Beginning at the line containing "self.results.push(result);", restate each line of the listing below word for word until the last one has been given.

[Excerpted records Boundary: Start]

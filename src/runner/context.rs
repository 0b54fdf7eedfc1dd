use serde::{Deserialize, Serialize};
use std::collections::BTreeMap;
use std::fmt;

use super::state::{SkippedStep, StepResult};
use crate::fixtures::{PatientProfile, ProviderProfile};

/// Named session fields a step can depend on.
#[derive(Debug, Clone, Copy, PartialEq, Eq, PartialOrd, Ord, Hash, Serialize, Deserialize)]
#[serde(rename_all = "camelCase")]
pub enum ContextField {
    AccessToken,
    ProviderId,
    PatientId,
    /// Browser session is signed in.
    SignedIn,
    /// Provider from this run's profile exists in the web app.
    ProviderOnboarded,
    /// Patient from this run's profile exists in the web app.
    PatientRegistered,
}

impl ContextField {
    pub fn as_str(&self) -> &'static str {
        match self {
            ContextField::AccessToken => "accessToken",
            ContextField::ProviderId => "providerId",
            ContextField::PatientId => "patientId",
            ContextField::SignedIn => "signedIn",
            ContextField::ProviderOnboarded => "providerOnboarded",
            ContextField::PatientRegistered => "patientRegistered",
        }
    }
}

impl fmt::Display for ContextField {
    fn fmt(&self, f: &mut fmt::Formatter<'_>) -> fmt::Result {
        f.write_str(self.as_str())
    }
}

/// Partial update produced by a step's extractor.
#[derive(Debug, Clone, Default, PartialEq)]
pub struct ContextUpdate {
    values: Vec<(ContextField, String)>,
    /// Diagnostic values shown in the report, never read back by steps.
    pub snapshot: BTreeMap<String, String>,
}

impl ContextUpdate {
    pub fn new() -> Self {
        Self::default()
    }

    pub fn set(mut self, field: ContextField, value: impl Into<String>) -> Self {
        self.values.push((field, value.into()));
        self
    }

    /// Set a flag-style field (`SignedIn` and friends).
    pub fn mark(self, field: ContextField) -> Self {
        self.set(field, "true")
    }

    pub fn note(mut self, key: &str, value: impl ToString) -> Self {
        self.snapshot.insert(key.to_string(), value.to_string());
        self
    }
}

/// State owned by a single suite run. Threaded explicitly through the
/// workflow runner; nothing else holds a reference to it.
#[derive(Debug, Clone)]
pub struct SessionContext {
    pub session_id: String,
    pub access_token: Option<String>,
    pub provider_id: Option<String>,
    pub patient_id: Option<String>,
    signed_in: bool,
    provider_onboarded: bool,
    patient_registered: bool,
    provider_profile: ProviderProfile,
    patient_profile: PatientProfile,
    results: Vec<StepResult>,
    skipped: Vec<SkippedStep>,
}

impl SessionContext {
    pub fn new(session_id: &str, provider: ProviderProfile, patient: PatientProfile) -> Self {
        Self {
            session_id: session_id.to_string(),
            access_token: None,
            provider_id: None,
            patient_id: None,
            signed_in: false,
            provider_onboarded: false,
            patient_registered: false,
            provider_profile: provider,
            patient_profile: patient,
            results: Vec::new(),
            skipped: Vec::new(),
        }
    }

    pub fn provider(&self) -> &ProviderProfile {
        &self.provider_profile
    }

    pub fn patient(&self) -> &PatientProfile {
        &self.patient_profile
    }

    pub fn is_set(&self, field: ContextField) -> bool {
        match field {
            ContextField::AccessToken => self.access_token.is_some(),
            ContextField::ProviderId => self.provider_id.is_some(),
            ContextField::PatientId => self.patient_id.is_some(),
            ContextField::SignedIn => self.signed_in,
            ContextField::ProviderOnboarded => self.provider_onboarded,
            ContextField::PatientRegistered => self.patient_registered,
        }
    }

    /// First field in `fields` that is not populated yet.
    pub fn first_missing(&self, fields: &[ContextField]) -> Option<ContextField> {
        fields.iter().copied().find(|f| !self.is_set(*f))
    }

    pub fn apply(&mut self, update: &ContextUpdate) {
        for (field, value) in &update.values {
            match field {
                ContextField::AccessToken => self.access_token = Some(value.clone()),
                ContextField::ProviderId => self.provider_id = Some(value.clone()),
                ContextField::PatientId => self.patient_id = Some(value.clone()),
                ContextField::SignedIn => self.signed_in = value == "true",
                ContextField::ProviderOnboarded => self.provider_onboarded = value == "true",
                ContextField::PatientRegistered => self.patient_registered = value == "true",
            }
        }
    }

    /// `Authorization` header value for the current token.
    pub fn bearer(&self) -> Option<String> {
        self.access_token.as_ref().map(|t| format!("Bearer {}", t))
    }

    pub fn results(&self) -> &[StepResult] {
        &self.results
    }

    pub fn skipped(&self) -> &[SkippedStep] {
        &self.skipped
    }

    pub(crate) fn record(&mut self, result: StepResult) {
        self.results.push(result);
    }

    pub(crate) fn record_skip(&mut self, skipped: SkippedStep) {
        self.skipped.push(skipped);
    }
}

#[cfg(test)]
mod tests {
    use super::*;
    use crate::driver::mock::sample_context;

    #[test]
    fn test_apply_update_sets_fields() {
        let mut ctx = sample_context();
        assert_eq!(
            ctx.first_missing(&[ContextField::AccessToken, ContextField::ProviderId]),
            Some(ContextField::AccessToken)
        );

        let update = ContextUpdate::new()
            .set(ContextField::AccessToken, "tok")
            .mark(ContextField::SignedIn)
            .note("tokenLength", 3);
        ctx.apply(&update);

        assert_eq!(ctx.bearer().as_deref(), Some("Bearer tok"));
        assert!(ctx.is_set(ContextField::SignedIn));
        assert_eq!(
            ctx.first_missing(&[ContextField::AccessToken, ContextField::ProviderId]),
            Some(ContextField::ProviderId)
        );
    }

    #[test]
    fn test_field_names() {
        assert_eq!(ContextField::PatientId.to_string(), "patientId");
        assert_eq!(
            serde_json::to_string(&ContextField::AccessToken).unwrap(),
            "\"accessToken\""
        );
    }
}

[Excerpted records Boundary: End]

* Your solution:
        self.results.push(result);
    }

    pub(crate) fn record_skip(&mut self, skipped: SkippedStep) {
        self.skipped.push(skipped);
    }
}

#[cfg(test)]
mod tests {
    use super::*;
    use crate::driver::mock::sample_context;

    #[test]
    fn test_apply_update_sets_fields() {
        let mut ctx = sample_context();
        assert_eq!(
            ctx.first_missing(&[ContextField::AccessToken, ContextField::ProviderId]),
            Some(ContextField::AccessToken)
        );

        let update = ContextUpdate::new()
            .set(ContextField::AccessToken, "tok")
            .mark(ContextField::SignedIn)
            .note("tokenLength", 3);
        ctx.apply(&update);

        assert_eq!(ctx.bearer().as_deref(), Some("Bearer tok"));
        assert!(ctx.is_set(ContextField::SignedIn));
        assert_eq!(
            ctx.first_missing(&[ContextField::AccessToken, ContextField::ProviderId]),
            Some(ContextField::ProviderId)
        );
    }

    #[test]
    fn test_field_names() {
        assert_eq!(ContextField::PatientId.to_string(), "patientId");
        assert_eq!(
            serde_json::to_string(&ContextField::AccessToken).unwrap(),
            "\"accessToken\""
        );
    }
}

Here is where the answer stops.